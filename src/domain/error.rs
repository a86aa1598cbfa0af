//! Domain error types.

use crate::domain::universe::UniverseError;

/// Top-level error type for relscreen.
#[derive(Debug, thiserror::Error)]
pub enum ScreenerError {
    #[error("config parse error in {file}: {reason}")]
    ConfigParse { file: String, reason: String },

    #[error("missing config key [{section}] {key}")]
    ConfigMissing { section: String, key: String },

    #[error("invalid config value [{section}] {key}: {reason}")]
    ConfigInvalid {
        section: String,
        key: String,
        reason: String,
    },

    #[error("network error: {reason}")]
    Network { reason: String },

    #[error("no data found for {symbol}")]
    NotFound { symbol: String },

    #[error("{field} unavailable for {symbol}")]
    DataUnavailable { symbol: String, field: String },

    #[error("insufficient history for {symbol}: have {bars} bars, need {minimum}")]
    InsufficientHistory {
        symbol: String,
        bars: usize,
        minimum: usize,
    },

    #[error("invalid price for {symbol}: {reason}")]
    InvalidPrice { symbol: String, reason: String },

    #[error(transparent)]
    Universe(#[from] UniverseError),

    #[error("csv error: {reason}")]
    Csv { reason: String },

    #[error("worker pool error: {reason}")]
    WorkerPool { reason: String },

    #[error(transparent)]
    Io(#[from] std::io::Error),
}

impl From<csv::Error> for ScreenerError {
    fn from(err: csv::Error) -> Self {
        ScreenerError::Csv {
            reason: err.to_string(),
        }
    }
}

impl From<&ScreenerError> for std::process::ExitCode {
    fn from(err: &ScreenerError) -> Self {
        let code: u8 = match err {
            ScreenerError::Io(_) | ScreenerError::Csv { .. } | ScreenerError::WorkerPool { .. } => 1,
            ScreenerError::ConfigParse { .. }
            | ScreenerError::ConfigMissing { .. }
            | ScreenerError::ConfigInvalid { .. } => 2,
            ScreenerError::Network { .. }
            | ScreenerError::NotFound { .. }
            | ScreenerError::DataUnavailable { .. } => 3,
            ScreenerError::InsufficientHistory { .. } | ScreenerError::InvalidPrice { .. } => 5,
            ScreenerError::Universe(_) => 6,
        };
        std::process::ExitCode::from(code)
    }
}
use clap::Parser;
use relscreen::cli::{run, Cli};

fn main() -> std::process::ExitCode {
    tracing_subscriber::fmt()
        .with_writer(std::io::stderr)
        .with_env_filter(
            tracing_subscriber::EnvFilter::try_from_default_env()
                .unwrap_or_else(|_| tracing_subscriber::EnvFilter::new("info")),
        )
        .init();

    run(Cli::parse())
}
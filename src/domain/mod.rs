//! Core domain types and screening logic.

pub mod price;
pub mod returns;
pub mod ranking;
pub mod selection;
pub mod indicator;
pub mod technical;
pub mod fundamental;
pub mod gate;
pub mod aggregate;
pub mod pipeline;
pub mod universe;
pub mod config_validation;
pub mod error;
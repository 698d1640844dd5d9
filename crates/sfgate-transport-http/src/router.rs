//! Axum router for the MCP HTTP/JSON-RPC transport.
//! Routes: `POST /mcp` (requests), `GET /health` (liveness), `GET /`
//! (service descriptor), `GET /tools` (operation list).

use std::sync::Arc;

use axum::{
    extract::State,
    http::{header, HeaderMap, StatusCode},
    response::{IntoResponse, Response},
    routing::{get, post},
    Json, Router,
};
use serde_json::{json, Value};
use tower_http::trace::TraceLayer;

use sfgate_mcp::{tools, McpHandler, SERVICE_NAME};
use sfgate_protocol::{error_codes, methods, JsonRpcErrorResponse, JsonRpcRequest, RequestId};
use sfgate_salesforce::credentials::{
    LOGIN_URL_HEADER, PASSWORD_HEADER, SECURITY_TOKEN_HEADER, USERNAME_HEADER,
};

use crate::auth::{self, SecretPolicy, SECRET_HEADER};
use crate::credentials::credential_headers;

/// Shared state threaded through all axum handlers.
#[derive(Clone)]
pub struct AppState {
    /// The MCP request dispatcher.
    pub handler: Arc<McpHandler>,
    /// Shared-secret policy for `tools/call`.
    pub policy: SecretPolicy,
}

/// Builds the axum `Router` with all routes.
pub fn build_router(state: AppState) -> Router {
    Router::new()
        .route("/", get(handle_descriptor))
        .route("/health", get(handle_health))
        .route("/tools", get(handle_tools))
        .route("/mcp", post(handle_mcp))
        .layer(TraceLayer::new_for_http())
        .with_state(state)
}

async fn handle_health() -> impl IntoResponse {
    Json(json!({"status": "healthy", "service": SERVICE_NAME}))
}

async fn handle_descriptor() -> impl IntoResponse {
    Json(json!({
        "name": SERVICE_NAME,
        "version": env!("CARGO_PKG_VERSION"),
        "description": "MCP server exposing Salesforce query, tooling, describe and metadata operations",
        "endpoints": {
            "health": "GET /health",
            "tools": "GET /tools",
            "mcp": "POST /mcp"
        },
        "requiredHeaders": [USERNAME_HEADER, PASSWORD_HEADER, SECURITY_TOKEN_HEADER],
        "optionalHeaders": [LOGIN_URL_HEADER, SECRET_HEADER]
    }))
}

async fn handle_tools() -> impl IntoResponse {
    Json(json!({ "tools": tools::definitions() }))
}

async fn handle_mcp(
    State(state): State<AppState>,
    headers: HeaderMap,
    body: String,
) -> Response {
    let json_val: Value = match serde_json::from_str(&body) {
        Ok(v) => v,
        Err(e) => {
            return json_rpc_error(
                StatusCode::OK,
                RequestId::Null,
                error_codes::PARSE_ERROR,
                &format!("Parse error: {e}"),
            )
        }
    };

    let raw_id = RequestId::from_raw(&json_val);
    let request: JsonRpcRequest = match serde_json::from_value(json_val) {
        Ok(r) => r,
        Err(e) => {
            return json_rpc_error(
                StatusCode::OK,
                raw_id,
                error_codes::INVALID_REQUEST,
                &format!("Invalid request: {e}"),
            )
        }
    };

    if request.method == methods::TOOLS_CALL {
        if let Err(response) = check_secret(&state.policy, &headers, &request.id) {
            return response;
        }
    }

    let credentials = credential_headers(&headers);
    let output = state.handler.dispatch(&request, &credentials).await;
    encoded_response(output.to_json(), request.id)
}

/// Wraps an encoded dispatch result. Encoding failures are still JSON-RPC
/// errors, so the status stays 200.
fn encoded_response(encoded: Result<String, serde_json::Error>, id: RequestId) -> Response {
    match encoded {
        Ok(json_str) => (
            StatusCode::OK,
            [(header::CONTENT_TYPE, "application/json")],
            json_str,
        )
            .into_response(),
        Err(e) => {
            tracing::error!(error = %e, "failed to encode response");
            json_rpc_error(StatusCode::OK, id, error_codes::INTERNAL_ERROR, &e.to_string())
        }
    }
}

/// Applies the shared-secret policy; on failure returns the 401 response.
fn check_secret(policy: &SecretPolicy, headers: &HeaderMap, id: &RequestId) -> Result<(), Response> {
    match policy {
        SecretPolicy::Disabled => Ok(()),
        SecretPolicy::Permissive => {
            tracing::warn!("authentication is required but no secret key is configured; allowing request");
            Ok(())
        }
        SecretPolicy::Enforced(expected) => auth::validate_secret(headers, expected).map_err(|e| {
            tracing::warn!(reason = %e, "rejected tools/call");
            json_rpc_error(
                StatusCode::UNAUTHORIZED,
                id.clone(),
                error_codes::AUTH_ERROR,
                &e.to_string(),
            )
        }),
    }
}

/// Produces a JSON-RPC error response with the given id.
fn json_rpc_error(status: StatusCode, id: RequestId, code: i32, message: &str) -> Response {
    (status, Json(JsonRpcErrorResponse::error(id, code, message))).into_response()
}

+ + +

■ **WHAT THE TASK REQUIRES**:
The lines that contain the word "credentials" are wanted; copy each of them from the records.

■ **RESULT OF THE EXERCISE**:
use sfgate_salesforce::credentials::{
use crate::credentials::credential_headers;
    let credentials = credential_headers(&headers);
    let output = state.handler.dispatch(&request, &credentials).await;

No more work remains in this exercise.